Wednesday, December 9, 2015

Wanted: New Name for the Common Cold

Outside it was 29 degrees. The temperature in my body reached 102.6, rectally speaking. I was nine years old in 1942. The war wasn’t going too well; not over there and not inside me with germs, (were they not Germans?) invading my nostrils, east and west and the only throat I had. My bones felt like they’d been overrun by a Panzer division. My mother blamed the dreaded draft and the three sweaters I didn’t wear.

When Dr. Schildkraut was summoned for a house call I hoped my fever stayed up deserving of his attention. He stood at my bed carrying that outside air with him. What my mother cursed as miasma suddenly was transformed into fresh air. He scoped my ears, tongue-depressed me with an AH and prescribed Argyrol to paint my throat. He also ordered Empirin Compound, Neo-Silvol nose drops and Terpin Hydrate with Codeine cough syrup along with Compound Tincture of Benzoin for the vaporizer.

Argyrol, by the way, may have had no therapeutic effect but it made Albert Barnes a millionaire with money sufficient to pack his museum with great impressionist art…but I digress.

All of those remedies have since been declared worthless even if the smell felt good. We’ve come a long way. Yet we’ve lost some good words in our progress. The doctor diagnosed my misery as The Grippe.
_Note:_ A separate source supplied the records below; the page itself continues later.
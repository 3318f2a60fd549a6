use clap::Parser;

use notify::RecursiveMode;
use notify_debouncer_mini::new_debouncer;
use std::fs::{self, File};
use std::io::{BufRead, BufReader, Cursor, IsTerminal, Read, Write};
use std::{path::Path, sync::mpsc::channel, time::Duration};
use tempfile::NamedTempFile;

use crate::errors::{Error, Result};
use crate::{load_reader, render_drawing, BBoxMode, DrawConfig, Drawing, OutputFormat, Rgb};

/// Command line arguments
#[derive(Parser)]
#[command(author, version, about, long_about=None)] // Read from Cargo.toml
struct Arguments {
    /// Drawing file to process ('-' for stdin)
    #[arg(value_name = "FILE")]
    input: Option<String>,

    /// Drawing file to process (alternative to positional FILE)
    #[arg(short, long, conflicts_with = "input")]
    file: Option<String>,

    /// Target output file ('-' for stdout)
    #[arg(short, long, default_value = "-")]
    output: String,

    /// Output image format; inferred from the output file extension if omitted
    #[arg(long)]
    format: Option<OutputFormat>,

    /// Canvas width in pixels
    #[arg(long, default_value = "1000")]
    width: u32,

    /// Canvas height in pixels
    #[arg(long, default_value = "1000")]
    height: u32,

    /// Canvas background colour ('#rrggbb' or colour name)
    #[arg(long, default_value = "black")]
    background: Rgb,

    /// Print the bounding box instead of rendering
    #[arg(long, conflicts_with = "dump")]
    bbox: bool,

    /// How arcs contribute to the bounding box ('approx' or 'exact')
    #[arg(long, default_value = "approx")]
    bbox_mode: BBoxMode,

    /// Print the loaded lines and arcs instead of rendering
    #[arg(long)]
    dump: bool,

    /// Require every field of every Line and Arc to be present
    #[arg(long)]
    strict: bool,

    /// Emit bounding box / dump output as JSON
    #[cfg(feature = "json")]
    #[arg(long)]
    json: bool,

    /// Watch file for changes; update output on change. (FILE must be given)
    #[arg(short, long)]
    watch: bool,

    /// Open the rendered output in the system viewer (requires --output)
    #[arg(long, conflicts_with_all = ["bbox", "dump"])]
    show: bool,
}

/// What to produce from the loaded drawing.
#[derive(Clone, Copy, Debug, PartialEq, Eq)]
pub enum Action {
    Render,
    BBox,
    Dump,
}

/// Top-level configuration used by the `arcplot` command-line process.
///
/// Front-end settings (input/output paths, watch mode, etc) are stored
/// directly in this struct; per-drawing settings are in `draw`.
#[derive(Clone, Debug)]
pub struct Config {
    /// Path to input file, or '-' for stdin
    pub input_path: String,
    /// Path to output file, or '-' for stdout
    pub output_path: String,
    pub action: Action,
    /// Emit JSON rather than text for `BBox` / `Dump`
    pub json: bool,
    /// Stay monitoring `input_path` for changes (Requires input_path is not stdin)
    pub watch: bool,
    /// Open `output_path` after rendering
    pub show: bool,
    pub draw: DrawConfig,
}

impl Config {
    fn from_args(args: Arguments) -> Result<Self> {
        let input_path = args
            .input
            .or(args.file)
            .ok_or_else(|| Error::Cli("--file required".into()))?;

        if args.watch && input_path == "-" {
            return Err(Error::Cli(
                "A non-stdin file must be provided with -w/--watch argument".into(),
            ));
        }
        if args.show && args.output == "-" {
            return Err(Error::Cli("--show requires an --output file".into()));
        }
        if input_path != "-" && args.output != "-" {
            let in_path = Path::new(&input_path);
            let out_path = Path::new(&args.output);
            if out_path.exists() && out_path.canonicalize()? == in_path.canonicalize()? {
                return Err(Error::Cli(
                    "Output path must not refer to the same file as the input file.".into(),
                ));
            }
        }

        let action = if args.bbox {
            Action::BBox
        } else if args.dump {
            Action::Dump
        } else {
            Action::Render
        };
        let format = args
            .format
            .or_else(|| OutputFormat::from_path(&args.output))
            .unwrap_or_default();

        #[cfg(feature = "json")]
        let json = args.json;
        #[cfg(not(feature = "json"))]
        let json = false;

        Ok(Self {
            input_path,
            output_path: args.output,
            action,
            json,
            watch: args.watch,
            show: args.show,
            draw: DrawConfig {
                width: args.width,
                height: args.height,
                background: args.background,
                bbox_mode: args.bbox_mode,
                strict: args.strict,
                format,
            },
        })
    }

    /// Create a `Config` object set up given a command line string.
    ///
    /// The string is parsed using `shlex::split()`, so values containing
    /// spaces or quotes should be quoted or escaped appropriately.
    pub fn from_cmdline(args: &str) -> Result<Self> {
        let args = shlex::split(args).unwrap_or_default();
        let args = Arguments::try_parse_from(args.iter()).map_err(Error::from_err)?;
        Self::from_args(args)
    }
}

/// Create a `Config` object from process arguments.
pub fn get_config() -> Result<Config> {
    let args = Arguments::parse();
    Config::from_args(args)
}

fn read_drawing(input: &str, cfg: &DrawConfig) -> Result<Drawing> {
    let mut in_reader = if input == "-" {
        let mut stdin = std::io::stdin().lock();
        if stdin.is_terminal() {
            // A single Ctrl-D may not end terminal input; read everything first.
            let mut buf = Vec::new();
            stdin.read_to_end(&mut buf)?;
            Box::new(Cursor::new(buf)) as Box<dyn BufRead>
        } else {
            Box::new(stdin) as Box<dyn BufRead>
        }
    } else {
        let file = File::open(input).inspect_err(|_| log::error!("Unable to open: {input}"))?;
        Box::new(BufReader::new(file)) as Box<dyn BufRead>
    };
    load_reader(&mut in_reader, cfg)
}

fn write_output(output: &str, emit: impl FnOnce(&mut dyn Write) -> Result<()>) -> Result<()> {
    if output == "-" {
        emit(&mut std::io::stdout().lock())
    } else {
        let mut out_temp = NamedTempFile::new()?;
        emit(&mut out_temp)?;
        // Copy content rather than rename (by .persist()) since this
        // could cross filesystems; some apps (e.g. eog) also fail to
        // react to 'moved-over' files.
        fs::copy(out_temp.path(), output)?;
        Ok(())
    }
}

#[cfg(feature = "json")]
fn to_json<T: serde::Serialize>(value: &T) -> Result<String> {
    serde_json::to_string_pretty(value).map_err(Error::from_err)
}

#[cfg(not(feature = "json"))]
fn to_json<T>(_value: &T) -> Result<String> {
    Err(Error::Cli("JSON output requires the 'json' feature".into()))
}

fn report(drawing: &Drawing, config: &Config) -> Result<String> {
    match config.action {
        Action::BBox => {
            let bbox = drawing.bbox(config.draw.bbox_mode)?;
            if config.json {
                to_json(&bbox)
            } else {
                Ok(bbox.to_string())
            }
        }
        Action::Dump if config.json => to_json(drawing),
        Action::Dump => Ok(drawing.to_string()),
        Action::Render => Ok(String::new()),
    }
}

/// Load the input and produce the configured output once.
pub fn process(config: &Config) -> Result<()> {
    log::info!("File: {}", config.input_path);
    let drawing = read_drawing(&config.input_path, &config.draw)?;
    log::info!(
        "{} lines, {} arcs",
        drawing.lines.len(),
        drawing.arcs.len()
    );

    if config.action == Action::Render {
        return write_output(&config.output_path, |w| {
            render_drawing(&drawing, &config.draw, w)
        });
    }
    let text = report(&drawing, config)?;
    write_output(&config.output_path, |w| {
        writeln!(w, "{text}")?;
        Ok(())
    })
}

fn show(config: &Config) -> Result<()> {
    if config.show {
        open::that(&config.output_path)?;
    }
    Ok(())
}

/// Run the `arcplot` program with a given `Config`.
pub fn run(config: Config) -> Result<()> {
    if !config.watch {
        process(&config)?;
        show(&config)?;
    } else if config.input_path != "-" {
        let watch = &config.input_path;
        let (tx, rx) = channel();
        let mut watcher = new_debouncer(Duration::from_millis(250), tx).map_err(Error::from_err)?;
        let watch_path = Path::new(watch);
        watcher
            .watcher()
            .watch(watch_path, RecursiveMode::NonRecursive)
            .map_err(Error::from_err)?;
        process(&config).unwrap_or_else(|e| log::warn!("processing failed: {e}"));
        show(&config)?;
        eprintln!("Watching {watch} for changes");
        loop {
            match rx.recv() {
                Ok(Ok(events)) => {
                    for event in events {
                        if event.path.canonicalize()? == watch_path.canonicalize()? {
                            log::info!("{} changed", event.path.to_string_lossy());
                            process(&config)
                                .unwrap_or_else(|e| log::warn!("processing failed: {e}"));
                        }
                    }
                }
                Ok(Err(e)) => log::warn!("Watch error {e:?}"),
                Err(e) => {
                    log::warn!("Channel error: {e:?}");
                    break;
                }
            }
        }
    }

    Ok(())
}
When I returned to school at least my larynx and pharynx had earned the purchase of that word, Grippe. Anyone can have a cold but to be in a vise was serious stuff. We have to do better with our nomenclature if we want a Telethon to wipe out the Common Cold. A cold is bad enough even without the adjective.
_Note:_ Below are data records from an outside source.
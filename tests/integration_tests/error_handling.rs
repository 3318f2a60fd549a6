// Schema and document errors: loading either yields a full drawing or nothing.

use assertables::assert_contains;
use arcplot::{load_str, DrawConfig, Error};

#[test]
fn test_error_unknown_element() {
    let input = r#"<Drawing>
  <Line><XStart>1</XStart></Line>
  <Triangle><XStart>1</XStart></Triangle>
</Drawing>"#;
    let err = load_str(input, &DrawConfig::default()).unwrap_err();
    assert!(matches!(err, Error::UnknownElement { .. }));
    assert_contains!(err.to_string(), "line 3: unknown element 'Triangle'");
}

#[test]
fn test_error_unknown_field() {
    let input = "<Drawing>\n<Arc>\n<Diameter>3</Diameter>\n</Arc>\n</Drawing>";
    let err = load_str(input, &DrawConfig::default()).unwrap_err();
    assert_contains!(err.to_string(), "line 3: unknown field 'Diameter' in Arc");
}

#[test]
fn test_error_malformed_number() {
    let input = "<Drawing><Line><XEnd>1,5</XEnd></Line></Drawing>";
    let err = load_str(input, &DrawConfig::default()).unwrap_err();
    assert_contains!(err.to_string(), "Line/XEnd is not a number: '1,5'");
}

#[test]
fn test_error_color() {
    let input = "<Drawing><Line><Color>BLUE</Color></Line></Drawing>";
    let err = load_str(input, &DrawConfig::default()).unwrap_err();
    assert_contains!(err.to_string(), "unrecognized color 'BLUE'");
}

#[test]
fn test_error_reports_all() {
    let input = r#"<Drawing>
  <Line><XStart>a</XStart></Line>
  <Square/>
  <Arc><Radius>b</Radius></Arc>
</Drawing>"#;
    let err = load_str(input, &DrawConfig::default()).unwrap_err();
    assert_eq!(err.count(), 3);
    let msg = err.to_string();
    assert_contains!(msg, "3 errors:");
    assert_contains!(msg, "line 2:");
    assert_contains!(msg, "line 3:");
    assert_contains!(msg, "line 4:");
}

#[test]
fn test_error_bad_xml() {
    for input in [
        "",
        "<Drawing>",
        "<Drawing><Line></Drawing>",
        "<Drawing/><Drawing/>",
    ] {
        let err = load_str(input, &DrawConfig::default()).unwrap_err();
        assert!(matches!(err, Error::Document(_)), "{input}: {err:?}");
    }
}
When I came to California I first heard the word, Croup, a barking cough. Now that’s a good one. It gets closer to croaking. Back east we didn’t bark, we whooped, as in Whooping Cough or Pertussis. We also had nasal Catarrh or Rhinitis, a copious discharge of mucus from inflamed membranes. Those words elicit more sympathy than running nose or sniffles.
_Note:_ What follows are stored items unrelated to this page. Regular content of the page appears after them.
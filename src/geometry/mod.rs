mod bbox;

use std::fmt;
use std::str::FromStr;

pub use bbox::{compute_bbox, BoundingBox, BoundingBoxBuilder};

/// How arcs contribute to a bounding box.
#[derive(Debug, Clone, Copy, Default, PartialEq, Eq)]
pub enum BBoxMode {
    /// Arc centre plus the square at `radius / sqrt(2)` around it,
    /// regardless of sweep.
    #[default]
    Approximate,
    /// True extent of the swept arc.
    Exact,
}

impl FromStr for BBoxMode {
    type Err = String;

    fn from_str(s: &str) -> Result<Self, Self::Err> {
        match s {
            "approx" | "approximate" => Ok(BBoxMode::Approximate),
            "exact" => Ok(BBoxMode::Exact),
            _ => Err(format!("Unknown bbox mode: {s}")),
        }
    }
}

impl fmt::Display for BBoxMode {
    fn fmt(&self, f: &mut fmt::Formatter<'_>) -> fmt::Result {
        match self {
            BBoxMode::Approximate => f.write_str("approx"),
            BBoxMode::Exact => f.write_str("exact"),
        }
    }
}
use std::error;
use std::fmt;
use std::string::FromUtf8Error;

use itertools::Itertools;

// type alias for Result for use across the library
pub type Result<T> = std::result::Result<T, Error>;

#[derive(Debug)]
pub enum Error {
    Io(std::io::Error),
    Document(String),
    UnknownElement {
        name: String,
        line: usize,
    },
    UnknownField {
        element: String,
        field: String,
        line: usize,
    },
    UnrecognizedColor {
        token: String,
        line: Option<usize>,
    },
    MalformedNumber {
        element: String,
        field: String,
        value: String,
        line: usize,
    },
    MissingField {
        element: String,
        field: String,
        line: usize,
    },
    EmptyDrawing,
    Render(String),
    Cli(String),
    Multi(Vec<Error>),
    Other(Box<dyn error::Error + Send + Sync>),
}

impl fmt::Display for Error {
    fn fmt(&self, f: &mut fmt::Formatter<'_>) -> fmt::Result {
        match self {
            Error::Io(source) => write!(f, "IO error: {source}"),
            Error::Document(reason) => write!(f, "Document error: {reason}"),
            Error::UnknownElement { name, line } => {
                write!(f, "line {line}: unknown element '{name}'")
            }
            Error::UnknownField {
                element,
                field,
                line,
            } => write!(f, "line {line}: unknown field '{field}' in {element}"),
            Error::UnrecognizedColor { token, line: None } => {
                write!(f, "unrecognized color '{token}'")
            }
            Error::UnrecognizedColor {
                token,
                line: Some(line),
            } => write!(f, "line {line}: unrecognized color '{token}'"),
            Error::MalformedNumber {
                element,
                field,
                value,
                line,
            } => write!(
                f,
                "line {line}: {element}/{field} is not a number: '{value}'"
            ),
            Error::MissingField {
                element,
                field,
                line,
            } => write!(f, "line {line}: {element} is missing field '{field}'"),
            Error::EmptyDrawing => write!(f, "drawing contains no lines or arcs"),
            Error::Render(reason) => write!(f, "Render error: {reason}"),
            Error::Cli(reason) => write!(f, "{reason}"),
            Error::Multi(errors) => {
                write!(f, "{} errors:", errors.len())?;
                write!(f, "\n  {}", errors.iter().join("\n  "))
            }
            Error::Other(source) => write!(f, "{source}"),
        }
    }
}

impl error::Error for Error {
    fn source(&self) -> Option<&(dyn error::Error + 'static)> {
        match self {
            Error::Io(source) => Some(source),
            Error::Other(source) => Some(&**source),
            _ => None,
        }
    }
}

impl Error {
    pub fn from_err<T>(err: T) -> Error
    where
        T: error::Error + Send + Sync + 'static,
    {
        Error::Other(Box::new(err))
    }

    /// Collapse a list of errors; a single error is returned as-is.
    ///
    /// Returns `None` if `errors` is empty.
    pub fn from_list(mut errors: Vec<Error>) -> Option<Error> {
        match errors.len() {
            0 => None,
            1 => errors.pop(),
            _ => Some(Error::Multi(errors)),
        }
    }

    /// Number of individual problems this error represents.
    pub fn count(&self) -> usize {
        match self {
            Error::Multi(errors) => errors.iter().map(Error::count).sum(),
            _ => 1,
        }
    }
}

impl From<std::io::Error> for Error {
    fn from(err: std::io::Error) -> Error {
        Error::Io(err)
    }
}

impl From<FromUtf8Error> for Error {
    fn from(err: FromUtf8Error) -> Error {
        Error::Document(format!("utf8: {err}"))
    }
}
Back among the pages of Charles Dickens, people suffered from much better sounding ailments such as chilblains, ague, apoplexy or dropsy. Folks had consumption before it was even conspicuous. Such maladies have either been eradicated or the words have passed into the romance of medical glossaries. Even lumbago has evolved to sciatica.

It might take lower respiratory bronchitis with pulmonary involvement to get the remaining Dr. Schildkrauts of the world out on a bitter winter night in Los Angeles when the thermometer dips below 60 degrees. More than likely the call to a doctor will just say to dial 911 or get yourself to the emergency room.